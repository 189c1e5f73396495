use crate::app::{local_wall_time, Services};
use crate::constants::{CLOCK_TIMER_MS, IDLE_TIMER_MS};
use crate::dom;
use wasm_bindgen::closure::Closure;
use wasm_bindgen::JsCast;
use web_sys as web;

fn set_interval(millis: i32, mut tick: impl FnMut() + 'static) {
    let closure = Closure::wrap(Box::new(move || tick()) as Box<dyn FnMut()>);
    if let Some(window) = web::window() {
        if let Err(e) = window.set_interval_with_callback_and_timeout_and_arguments_0(
            closure.as_ref().unchecked_ref(),
            millis,
        ) {
            log::error!("setInterval({}) failed: {:?}", millis, e);
        }
    }
    closure.forget();
}

/// Cursor idle accumulation for the cursor-hide egg.
pub fn wire_idle_timer(services: &Services) {
    let s = services.clone();
    set_interval(IDLE_TIMER_MS, move || {
        let now = s.clock.now();
        {
            let mut bus = s.bus.borrow_mut();
            s.eggs.borrow_mut().idle_tick(now, &mut bus);
        }
        s.flush();
    });
}

/// Wall clock refresh for the time-based egg and night mode.
pub fn wire_clock_timer(services: &Services) {
    let s = services.clone();
    set_interval(CLOCK_TIMER_MS, move || {
        let wall = local_wall_time();
        let now = s.clock.now();
        {
            let mut bus = s.bus.borrow_mut();
            s.eggs.borrow_mut().refresh_clock(wall, now, &mut bus);
        }
        s.flush();
        s.effects.borrow_mut().clock_changed(wall);
        s.sync_root_classes();
    });
}

/// Keeps the canvas backing store in step with its CSS size and schedules a
/// debounced capability refresh.
pub fn wire_resize(services: &Services, canvas: &web::HtmlCanvasElement) {
    dom::sync_canvas_backing_size(canvas);
    let s = services.clone();
    let canvas_resize = canvas.clone();
    let closure = Closure::wrap(Box::new(move || {
        dom::sync_canvas_backing_size(&canvas_resize);
        s.device.borrow_mut().request_refresh(s.clock.now());
    }) as Box<dyn FnMut()>);
    if let Some(window) = web::window() {
        _ = window.add_event_listener_with_callback("resize", closure.as_ref().unchecked_ref());
    }
    closure.forget();
}
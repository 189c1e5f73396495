#![cfg(target_arch = "wasm32")]
//! Browser shell for the droid folio: builds the core services, wires DOM
//! events and timers into them, and renders the lab with WebGPU.

use folio_core::audio::PlayOverrides;
use std::cell::RefCell;
use std::rc::Rc;
use std::sync::atomic::{AtomicBool, Ordering};
use wasm_bindgen::prelude::*;
use wasm_bindgen::JsCast;
use wasm_bindgen_futures::spawn_local;
use web_sys as web;

mod app;
mod audio;
mod console;
mod constants;
mod device;
mod dom;
mod events;
mod frame;
mod overlay;
mod render;
mod storage;

use app::Services;
use constants::CANVAS_ID;

fn seed_from_clock() -> u64 {
    (js_sys::Math::random() * u32::MAX as f64) as u64 ^ (js_sys::Date::now() as u64)
}

#[wasm_bindgen(start)]
pub fn start() -> Result<(), JsValue> {
    console_error_panic_hook::set_once();
    console_log::init_with_level(log::Level::Info).ok();
    log::info!("folio-web starting");

    spawn_local(async move {
        if let Err(e) = init().await {
            log::error!("init error: {:?}", e);
        }
    });
    Ok(())
}

async fn init() -> anyhow::Result<()> {
    static STARTED: AtomicBool = AtomicBool::new(false);
    if STARTED.swap(true, Ordering::SeqCst) {
        return Ok(());
    }

    let window = web::window().ok_or_else(|| anyhow::anyhow!("no window"))?;
    let document = window
        .document()
        .ok_or_else(|| anyhow::anyhow!("no document"))?;
    let canvas: web::HtmlCanvasElement = document
        .get_element_by_id(CANVAS_ID)
        .ok_or_else(|| anyhow::anyhow!("missing #{}", CANVAS_ID))?
        .dyn_into::<web::HtmlCanvasElement>()
        .map_err(|e| anyhow::anyhow!(format!("{:?}", e)))?;

    let audio_ctx = match web::AudioContext::new() {
        Ok(ctx) => Some(ctx),
        Err(e) => {
            log::warn!("[audio] no WebAudio context ({:?}); running silent", e);
            None
        }
    };
    let services = Services::build(document, audio_ctx, seed_from_clock());
    services.flush();

    events::wire_resize(&services, &canvas);
    events::wire_global_keydown(services.clone());
    events::wire_pointer_handlers(&services);
    events::wire_idle_timer(&services);
    events::wire_clock_timer(&services);
    console::install(&services);

    // a visit that starts inside the night window should not wait a minute
    {
        let now = services.clock.now();
        let mut bus = services.bus.borrow_mut();
        services
            .eggs
            .borrow_mut()
            .refresh_clock(app::local_wall_time(), now, &mut bus);
    }
    services.flush();

    services
        .mixer
        .borrow_mut()
        .play("robot-boot", PlayOverrides::default());

    let tier = services.lod.borrow().tier();
    let caps = services.device.borrow().capabilities();
    let gpu = if caps.supports_graphics {
        frame::init_gpu(&canvas, tier).await
    } else {
        log::warn!("[device] no graphics context; running without the 3D lab");
        None
    };

    let frame_ctx = Rc::new(RefCell::new(frame::FrameContext::new(services, canvas, gpu)));
    frame::start_loop(frame_ctx);
    Ok(())
}
//! Developer console command table (`window.robot.*`).

use crate::agent::Gesture;

#[derive(Clone, Copy, Debug, PartialEq, Eq)]
pub struct ConsoleCommand {
    pub name: &'static str,
    pub description: &'static str,
}

pub const COMMANDS: [ConsoleCommand; 4] = [
    ConsoleCommand {
        name: "robot.dance",
        description: "Make the robot perform a dance",
    },
    ConsoleCommand {
        name: "robot.wave",
        description: "Make the robot wave",
    },
    ConsoleCommand {
        name: "robot.stats",
        description: "Show robot personality stats",
    },
    ConsoleCommand {
        name: "help",
        description: "Show available commands",
    },
];

#[derive(Clone, Copy, Debug, PartialEq, Eq)]
pub enum Command {
    Gesture(Gesture),
    Stats,
    Help,
}

/// Accepts `robot.dance`, `robot.dance()` and surrounding whitespace.
pub fn parse_command(input: &str) -> Option<Command> {
    let name = input.trim();
    let name = name.strip_suffix("()").unwrap_or(name).to_lowercase();
    match name.as_str() {
        "robot.stats" => Some(Command::Stats),
        "help" | "robot.help" => Some(Command::Help),
        other => Gesture::from_command(other).map(Command::Gesture),
    }
}

pub fn help_text() -> String {
    let mut out = String::from("Available Robot Commands:");
    for cmd in COMMANDS {
        out.push_str(&format!("\n  {} - {}", cmd.name, cmd.description));
    }
    out
}
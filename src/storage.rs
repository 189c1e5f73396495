use folio_core::error::{FolioError, Result};
use folio_core::personality::KeyValueStore;
use web_sys as web;

/// `window.localStorage`. Missing or blocked storage (private browsing,
/// sandboxed iframes) surfaces as [`FolioError::Storage`].
#[derive(Default)]
pub struct LocalStorage;

impl LocalStorage {
    fn handle(&self) -> Result<web::Storage> {
        web::window()
            .ok_or_else(|| FolioError::Storage("no window".into()))?
            .local_storage()
            .map_err(|e| FolioError::Storage(format!("{:?}", e)))?
            .ok_or_else(|| FolioError::Storage("localStorage disabled".into()))
    }
}

impl KeyValueStore for LocalStorage {
    fn get(&self, key: &str) -> Result<Option<String>> {
        self.handle()?
            .get_item(key)
            .map_err(|e| FolioError::Storage(format!("{:?}", e)))
    }

    fn set(&mut self, key: &str, value: &str) -> Result<()> {
        self.handle()?
            .set_item(key, value)
            .map_err(|e| FolioError::Storage(format!("{:?}", e)))
    }
}
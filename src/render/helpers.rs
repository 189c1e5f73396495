use folio_core::mesh::Vertex;
use folio_core::scene::InstanceRaw;

pub fn create_depth_texture(
    device: &wgpu::Device,
    label: &str,
    width: u32,
    height: u32,
    format: wgpu::TextureFormat,
) -> (wgpu::Texture, wgpu::TextureView) {
    let tex = device.create_texture(&wgpu::TextureDescriptor {
        label: Some(label),
        size: wgpu::Extent3d {
            width: width.max(1),
            height: height.max(1),
            depth_or_array_layers: 1,
        },
        mip_level_count: 1,
        sample_count: 1,
        dimension: wgpu::TextureDimension::D2,
        format,
        usage: wgpu::TextureUsages::RENDER_ATTACHMENT,
        view_formats: &[],
    });
    let view = tex.create_view(&wgpu::TextureViewDescriptor::default());
    (tex, view)
}

const VERTEX_ATTRIBUTES: [wgpu::VertexAttribute; 2] =
    wgpu::vertex_attr_array![0 => Float32x3, 1 => Float32x3];

// model matrix columns, colour, emissive
const INSTANCE_ATTRIBUTES: [wgpu::VertexAttribute; 6] = wgpu::vertex_attr_array![
    2 => Float32x4,
    3 => Float32x4,
    4 => Float32x4,
    5 => Float32x4,
    6 => Float32x4,
    7 => Float32x4,
];

pub fn vertex_layouts() -> [wgpu::VertexBufferLayout<'static>; 2] {
    [
        // slot 0: mesh vertices
        wgpu::VertexBufferLayout {
            array_stride: std::mem::size_of::<Vertex>() as u64,
            step_mode: wgpu::VertexStepMode::Vertex,
            attributes: &VERTEX_ATTRIBUTES,
        },
        // slot 1: per-instance data
        wgpu::VertexBufferLayout {
            array_stride: std::mem::size_of::<InstanceRaw>() as u64,
            step_mode: wgpu::VertexStepMode::Instance,
            attributes: &INSTANCE_ATTRIBUTES,
        },
    ]
}

pub fn make_scene_pipeline(
    device: &wgpu::Device,
    layout: &wgpu::PipelineLayout,
    shader: &wgpu::ShaderModule,
    color_format: wgpu::TextureFormat,
    depth_format: wgpu::TextureFormat,
) -> wgpu::RenderPipeline {
    let buffers = vertex_layouts();
    device.create_render_pipeline(&wgpu::RenderPipelineDescriptor {
        label: Some("scene_pipeline"),
        layout: Some(layout),
        vertex: wgpu::VertexState {
            module: shader,
            entry_point: Some("vs_main"),
            buffers: &buffers,
            compilation_options: wgpu::PipelineCompilationOptions::default(),
        },
        // planes like the floor tiles are seen from both sides
        primitive: wgpu::PrimitiveState::default(),
        depth_stencil: Some(wgpu::DepthStencilState {
            format: depth_format,
            depth_write_enabled: true,
            depth_compare: wgpu::CompareFunction::Less,
            stencil: wgpu::StencilState::default(),
            bias: wgpu::DepthBiasState::default(),
        }),
        multisample: wgpu::MultisampleState::default(),
        fragment: Some(wgpu::FragmentState {
            module: shader,
            entry_point: Some("fs_main"),
            targets: &[Some(wgpu::ColorTargetState {
                format: color_format,
                blend: Some(wgpu::BlendState::ALPHA_BLENDING),
                write_mask: wgpu::ColorWrites::ALL,
            })],
            compilation_options: wgpu::PipelineCompilationOptions::default(),
        }),
        cache: None,
        multiview: None,
    })
}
——————
- EXERCISE PROMPT
When you reach the line holding "let gpu = if" in the records above, begin reproducing exactly, stop after the line holding "frame::start_loop(frame_ctx);", and output nothing else.

- TASK RESULT
    let gpu = if caps.supports_graphics {
        frame::init_gpu(&canvas, tier).await
    } else {
        log::warn!("[device] no graphics context; running without the 3D lab");
        None
    };

    let frame_ctx = Rc::new(RefCell::new(frame::FrameContext::new(services, canvas, gpu)));
    frame::start_loop(frame_ctx);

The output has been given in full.